Next year’s Policy Address proposes restructuring the functional framework of government entities, with legislator José Pereira Coutinho criticizing the public sector for becoming overly expanded, fragmented and bureaucratic over the past 27 years due to successive government transitions, and asserting that the reorganization process should involve extensive public consultation.
Over the past two decades, chaos within the public sector has manifested in the arbitrary establishment and abolition of public entities, leading to increasingly sluggish processing, irresponsible decisions, redundant work, and the squandering of civil servants’ time and energy on “pointless tasks”, Coutinho noted in his pre-agenda statement at a Legislative Assembly session earlier this month.
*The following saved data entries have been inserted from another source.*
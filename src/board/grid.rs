use std::fmt;

/// 棋盘边长
pub const BOARD_SIZE: u8 = 7;

/// 格子总数
pub const CELL_COUNT: usize = (BOARD_SIZE as usize) * (BOARD_SIZE as usize);

/// 方向（也是地块四条边的索引）
#[repr(u8)]
#[derive(Debug, Clone, Copy, PartialEq, Eq, Hash, serde::Serialize, serde::Deserialize)]
pub enum Direction {
    North = 0,
    East = 1,
    South = 2,
    West = 3,
}

impl Direction {
    /// 按索引顺序的全部方向
    pub const ALL: [Direction; 4] = [
        Direction::North,
        Direction::East,
        Direction::South,
        Direction::West,
    ];

    pub const fn index(self) -> usize {
        self as usize
    }

    pub fn from_index(index: usize) -> Option<Self> {
        Self::ALL.get(index).copied()
    }

    /// 相反方向
    pub const fn opposite(self) -> Self {
        match self {
            Direction::North => Direction::South,
            Direction::East => Direction::West,
            Direction::South => Direction::North,
            Direction::West => Direction::East,
        }
    }

    /// 是否为东西方向
    pub const fn is_horizontal(self) -> bool {
        matches!(self, Direction::East | Direction::West)
    }
}

/// 棋盘坐标（行、列均为 0-6）
#[derive(Debug, Clone, Copy, PartialEq, Eq, Hash, PartialOrd, Ord, serde::Serialize, serde::Deserialize)]
pub struct Position {
    pub row: u8,
    pub col: u8,
}

impl Position {
    /// 创建坐标，越界返回 `None`
    pub const fn new(row: u8, col: u8) -> Option<Self> {
        if row < BOARD_SIZE && col < BOARD_SIZE {
            Some(Self { row, col })
        } else {
            None
        }
    }

    /// 不做越界检查的构造，仅供常量表使用
    pub(crate) const fn at(row: u8, col: u8) -> Self {
        Self { row, col }
    }

    /// 转换为格子索引（0-48，按行优先）
    pub const fn index(&self) -> usize {
        self.row as usize * BOARD_SIZE as usize + self.col as usize
    }

    /// 从格子索引恢复坐标
    pub fn from_index(index: usize) -> Option<Self> {
        if index >= CELL_COUNT {
            return None;
        }
        let size = BOARD_SIZE as usize;
        Some(Self {
            row: (index / size) as u8,
            col: (index % size) as u8,
        })
    }

    /// 向某个方向走一格；走出棋盘返回 `None`
    pub fn step(&self, direction: Direction) -> Option<Position> {
        match direction {
            Direction::North => self.row.checked_sub(1).and_then(|r| Position::new(r, self.col)),
            Direction::East => Position::new(self.row, self.col + 1),
            Direction::South => Position::new(self.row + 1, self.col),
            Direction::West => self.col.checked_sub(1).and_then(|c| Position::new(self.row, c)),
        }
    }

    /// 是否位于中心 3×3 区域
    pub const fn is_center(&self) -> bool {
        self.row >= 2 && self.row <= 4 && self.col >= 2 && self.col <= 4
    }

    /// 本格与某方向相邻格之间的边编号（0-83）
    ///
    /// 横向边编号 0-41，纵向边编号 42-83；走出棋盘返回 `None`
    pub fn edge_id(&self, direction: Direction) -> Option<u8> {
        let other = self.step(direction)?;
        let (a, b) = if other < *self { (other, *self) } else { (*self, other) };
        let size = BOARD_SIZE;
        if a.row == b.row {
            Some(a.row * (size - 1) + a.col)
        } else {
            Some(size * (size - 1) + a.row * size + a.col)
        }
    }

    /// 按行优先顺序遍历所有坐标
    pub fn all() -> impl Iterator<Item = Position> {
        (0..CELL_COUNT).filter_map(Position::from_index)
    }
}

impl fmt::Display for Position {
    fn fmt(&self, f: &mut fmt::Formatter<'_>) -> fmt::Result {
        write!(f, "{},{}", self.row, self.col)
    }
}

/// 固定 7×7 的稀疏网格
///
/// 用于存放已放置的地块和每个空格子的空位描述。
/// 数据是定长数组，复制整个网格即可得到独立的新值。
#[derive(Clone, Copy, PartialEq, Eq, Hash)]
pub struct Grid<T: Copy> {
    cells: [Option<T>; CELL_COUNT],
}

impl<T: Copy> Grid<T> {
    /// 创建空网格
    pub fn new() -> Self {
        Self {
            cells: [None; CELL_COUNT],
        }
    }

    /// 从 (坐标, 值) 列表创建
    pub fn from_entries<I: IntoIterator<Item = (Position, T)>>(entries: I) -> Self {
        let mut grid = Self::new();
        for (position, value) in entries {
            grid.set(position, value);
        }
        grid
    }

    pub fn get(&self, position: Position) -> Option<T> {
        self.cells[position.index()]
    }

    pub fn contains(&self, position: Position) -> bool {
        self.cells[position.index()].is_some()
    }

    pub fn set(&mut self, position: Position, value: T) {
        self.cells[position.index()] = Some(value);
    }

    /// 删除并返回原值
    pub fn remove(&mut self, position: Position) -> Option<T> {
        self.cells[position.index()].take()
    }

    /// 修改已有的值；不存在时不做任何事
    pub fn update<F: FnOnce(&mut T)>(&mut self, position: Position, f: F) {
        if let Some(value) = self.cells[position.index()].as_mut() {
            f(value);
        }
    }

    /// 按行优先顺序遍历所有非空格子
    pub fn entries(&self) -> impl Iterator<Item = (Position, T)> + '_ {
        self.cells
            .iter()
            .enumerate()
            .filter_map(|(i, cell)| Some((Position::from_index(i)?, (*cell)?)))
    }

    /// 所有非空格子的坐标
    pub fn keys(&self) -> impl Iterator<Item = Position> + '_ {
        self.entries().map(|(p, _)| p)
    }

    /// 非空格子数量
    pub fn len(&self) -> usize {
        self.cells.iter().filter(|c| c.is_some()).count()
    }

    pub fn is_empty(&self) -> bool {
        self.cells.iter().all(|c| c.is_none())
    }
}

impl<T: Copy> Default for Grid<T> {
    fn default() -> Self {
        Self::new()
    }
}

impl<T: Copy + fmt::Debug> fmt::Debug for Grid<T> {
    fn fmt(&self, f: &mut fmt::Formatter<'_>) -> fmt::Result {
        f.debug_map().entries(self.entries()).finish()
    }
}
He stressed that such circumstances generate administrative costs and societal losses, stating, “Citizens feel that their needs are not being met, and responses are not timely; community groups feel burdened by endless approvals and bureaucratic procedures, while businesses face unpredictable and time-wasting costs.”
The lawmaker stressed that the restructuring of the public sector must genuinely enhance service quality and efficiency while addressing public needs.
He advocated for a process that widely solicits public input, engages associations representing civil servants and affected employees, and ensures transparency and rigor. He asserted that “mergers must be grounded in sound rationale and guided by citizen needs.”
“Establishing, merging, or abolishing public departments should not involve dismantling departments only to reestablish them under new names, nor should it be about ‘tinkering with organizational charts,’” Coutinho stated. “Nor should it raise concerns about parachuting in individuals based on personal connections without considering their capabilities, experience, and qualifications.”